→ **What this task involves**:
Where the string "video" shows up in a line of the records, copy that line.

*** Opening Excerpted records ***

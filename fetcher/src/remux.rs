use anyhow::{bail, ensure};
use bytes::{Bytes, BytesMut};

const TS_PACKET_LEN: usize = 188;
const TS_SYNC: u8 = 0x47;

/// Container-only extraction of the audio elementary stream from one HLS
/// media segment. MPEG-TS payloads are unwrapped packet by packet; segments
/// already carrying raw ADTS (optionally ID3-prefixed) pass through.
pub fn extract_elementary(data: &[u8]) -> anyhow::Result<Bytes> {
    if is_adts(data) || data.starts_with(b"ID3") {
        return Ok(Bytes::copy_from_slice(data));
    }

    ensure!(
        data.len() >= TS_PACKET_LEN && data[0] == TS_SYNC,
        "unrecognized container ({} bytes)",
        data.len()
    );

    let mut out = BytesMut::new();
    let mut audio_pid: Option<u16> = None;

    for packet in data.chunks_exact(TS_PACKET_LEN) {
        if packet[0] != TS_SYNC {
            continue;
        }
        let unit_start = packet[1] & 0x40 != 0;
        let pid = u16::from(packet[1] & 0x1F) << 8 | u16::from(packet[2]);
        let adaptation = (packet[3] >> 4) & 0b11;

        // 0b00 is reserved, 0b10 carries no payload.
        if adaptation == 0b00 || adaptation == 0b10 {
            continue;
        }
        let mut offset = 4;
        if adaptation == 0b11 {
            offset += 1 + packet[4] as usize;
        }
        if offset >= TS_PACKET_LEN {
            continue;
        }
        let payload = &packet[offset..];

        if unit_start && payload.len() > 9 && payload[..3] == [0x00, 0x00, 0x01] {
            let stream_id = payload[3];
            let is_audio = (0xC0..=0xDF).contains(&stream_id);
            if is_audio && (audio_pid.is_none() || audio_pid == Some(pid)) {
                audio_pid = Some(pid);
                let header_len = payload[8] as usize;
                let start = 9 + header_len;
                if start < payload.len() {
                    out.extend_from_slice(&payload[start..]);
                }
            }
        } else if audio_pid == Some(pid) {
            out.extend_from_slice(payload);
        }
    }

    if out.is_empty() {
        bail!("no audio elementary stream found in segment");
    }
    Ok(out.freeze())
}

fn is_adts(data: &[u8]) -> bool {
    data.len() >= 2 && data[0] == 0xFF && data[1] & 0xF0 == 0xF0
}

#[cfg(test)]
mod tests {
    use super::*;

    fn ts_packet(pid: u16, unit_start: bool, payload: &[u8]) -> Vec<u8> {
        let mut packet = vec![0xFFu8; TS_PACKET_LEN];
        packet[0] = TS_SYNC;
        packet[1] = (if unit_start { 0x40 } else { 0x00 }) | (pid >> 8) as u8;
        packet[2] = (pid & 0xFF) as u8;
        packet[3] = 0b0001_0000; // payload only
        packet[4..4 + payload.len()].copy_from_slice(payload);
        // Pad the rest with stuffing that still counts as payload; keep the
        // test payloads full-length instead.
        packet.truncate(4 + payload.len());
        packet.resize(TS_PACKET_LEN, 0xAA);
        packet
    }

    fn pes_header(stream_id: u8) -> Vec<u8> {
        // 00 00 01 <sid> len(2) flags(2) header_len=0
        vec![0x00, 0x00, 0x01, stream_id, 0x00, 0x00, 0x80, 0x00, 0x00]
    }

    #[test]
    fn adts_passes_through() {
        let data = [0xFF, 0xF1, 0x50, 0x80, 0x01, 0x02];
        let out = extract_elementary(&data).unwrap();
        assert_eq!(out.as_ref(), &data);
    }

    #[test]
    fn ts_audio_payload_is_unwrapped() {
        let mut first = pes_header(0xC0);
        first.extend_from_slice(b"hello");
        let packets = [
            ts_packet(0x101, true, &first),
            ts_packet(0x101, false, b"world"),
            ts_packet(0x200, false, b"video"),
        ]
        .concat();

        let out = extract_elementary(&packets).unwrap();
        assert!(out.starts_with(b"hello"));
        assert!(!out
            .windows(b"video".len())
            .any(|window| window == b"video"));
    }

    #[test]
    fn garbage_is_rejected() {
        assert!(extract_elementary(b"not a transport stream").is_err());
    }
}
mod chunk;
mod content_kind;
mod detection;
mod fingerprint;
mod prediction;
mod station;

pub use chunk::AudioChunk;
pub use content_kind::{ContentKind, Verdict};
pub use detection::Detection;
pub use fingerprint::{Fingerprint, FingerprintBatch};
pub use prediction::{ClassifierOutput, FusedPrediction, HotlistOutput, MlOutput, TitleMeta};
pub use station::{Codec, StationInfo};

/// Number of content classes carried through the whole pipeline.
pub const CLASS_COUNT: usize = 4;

*** Closing Excerpted records ***
*** Opening Excerpted records ***

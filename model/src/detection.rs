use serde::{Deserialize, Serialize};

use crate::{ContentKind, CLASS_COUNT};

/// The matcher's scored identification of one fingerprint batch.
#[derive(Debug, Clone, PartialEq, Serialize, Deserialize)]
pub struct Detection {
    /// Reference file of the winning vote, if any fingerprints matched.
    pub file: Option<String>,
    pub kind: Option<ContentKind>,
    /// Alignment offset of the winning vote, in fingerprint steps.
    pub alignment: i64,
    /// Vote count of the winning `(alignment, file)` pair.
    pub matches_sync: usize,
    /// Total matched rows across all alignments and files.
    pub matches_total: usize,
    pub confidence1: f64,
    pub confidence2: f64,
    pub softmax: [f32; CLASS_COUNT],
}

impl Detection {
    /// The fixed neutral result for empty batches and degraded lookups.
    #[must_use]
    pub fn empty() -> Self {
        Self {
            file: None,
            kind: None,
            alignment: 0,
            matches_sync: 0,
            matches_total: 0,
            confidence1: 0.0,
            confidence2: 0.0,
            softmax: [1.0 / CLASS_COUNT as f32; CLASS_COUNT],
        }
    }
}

*** Closing Excerpted records ***

→ **Finished task**:
            ts_packet(0x200, false, b"video"),
            .windows(b"video".len())
            .any(|window| window == b"video"));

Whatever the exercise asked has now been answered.